There is strong linearity in certain price ranges, and linear regression may perform quite well on some (or even most) of the data, but I have no easy way to split out the linear / non-linear segments without knowing the target price in advance. Interestingly, (and perhaps it's intuitive), if I used linear regression as the second step in a "chained" model, (thus relying on predictions from previous non-linear models), linear regression fared much better, often performing almost as well as a non-linear model.
I've experimented with splitting the data using decision trees so I can segment it by its features. They've proved helpful, but I don't yet have a good grasp of how effective it may be in reducing overall non-linearity.

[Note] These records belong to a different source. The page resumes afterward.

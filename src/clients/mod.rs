//! Typed clients the HTTP layer talks to. Each wraps one or more actor
//! handles and owns the orchestration that spans them.

#[macro_use]
mod macros;

pub mod cart_client;
pub mod order_client;
pub mod product_client;
pub mod user_client;

pub use cart_client::CartClient;
pub use order_client::OrderClient;
pub use product_client::ProductClient;
pub use user_client::UserClient;
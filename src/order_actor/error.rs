use crate::actor_framework::FrameworkError;
use crate::product_actor::ProductError;
use thiserror::Error;

/// Errors that can occur during order operations.
#[derive(Debug, Clone, Error, PartialEq)]
pub enum OrderError {
    #[error("Order not found: {0}")]
    NotFound(String),
    #[error("Product not found: {0}")]
    ProductNotFound(String),
    #[error("Insufficient stock for {product_name} ({product_id}): requested {requested}, available {available}")]
    InsufficientStock {
        product_id: String,
        product_name: String,
        requested: u32,
        available: u32,
    },
    #[error("Order validation error: {0}")]
    ValidationError(String),
    #[error("Order storage error: {0}")]
    StorageError(String),
    #[error("Actor communication error: {0}")]
    ActorCommunicationError(String),
}

impl From<FrameworkError> for OrderError {
    fn from(e: FrameworkError) -> Self {
        match e {
            FrameworkError::NotFound(id) => OrderError::NotFound(id),
            other => OrderError::ActorCommunicationError(other.to_string()),
        }
    }
}

impl From<ProductError> for OrderError {
    fn from(e: ProductError) -> Self {
        match e {
            ProductError::NotFound(id) => OrderError::ProductNotFound(id),
            ProductError::InsufficientStock {
                product_id,
                product_name,
                requested,
                available,
            } => OrderError::InsufficientStock {
                product_id,
                product_name,
                requested,
                available,
            },
            ProductError::InvalidQuantity(qty) => {
                OrderError::ValidationError(format!("invalid quantity {qty}"))
            }
            ProductError::ValidationError(msg) => OrderError::ValidationError(msg),
            ProductError::ActorCommunicationError(msg) => OrderError::ActorCommunicationError(msg),
        }
    }
}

Of course, if I could eliminate the non-linearity using decision trees and apply linear regression to the resulting datasets, I would certainly do that.
Looking at the non-linear solution I've developed, it may be over-complicated, but I don't know that it's necessarily a bad option. To the point, I have discovered that the networks didn't need to be optimized that well to provide a similar level of success. A poorer level of optimization only resulted in a 2% - 5% loss of success. If there is a feasible solution here, it would have to involve finding the breakpoint where the overall accuracy depends more on the number of models in the ensemble than the degree of optimization applied to them.
These are the two primary solutions I see in approaching the problem as a whole. What complicates implementing either of these is the volume of data (2.5 million records) and individual payitems (43,000+). As suggested in the comments, using the payitem number as a feature may prevent similar payitems from benefiting from the patterns the model learns from other payitems. This could prove problematic especially where some payitems are poorly represented, but are otherwise very similar to other, better represented items.
Again, I apologize for the length, but I hope it explains the problem more clearly.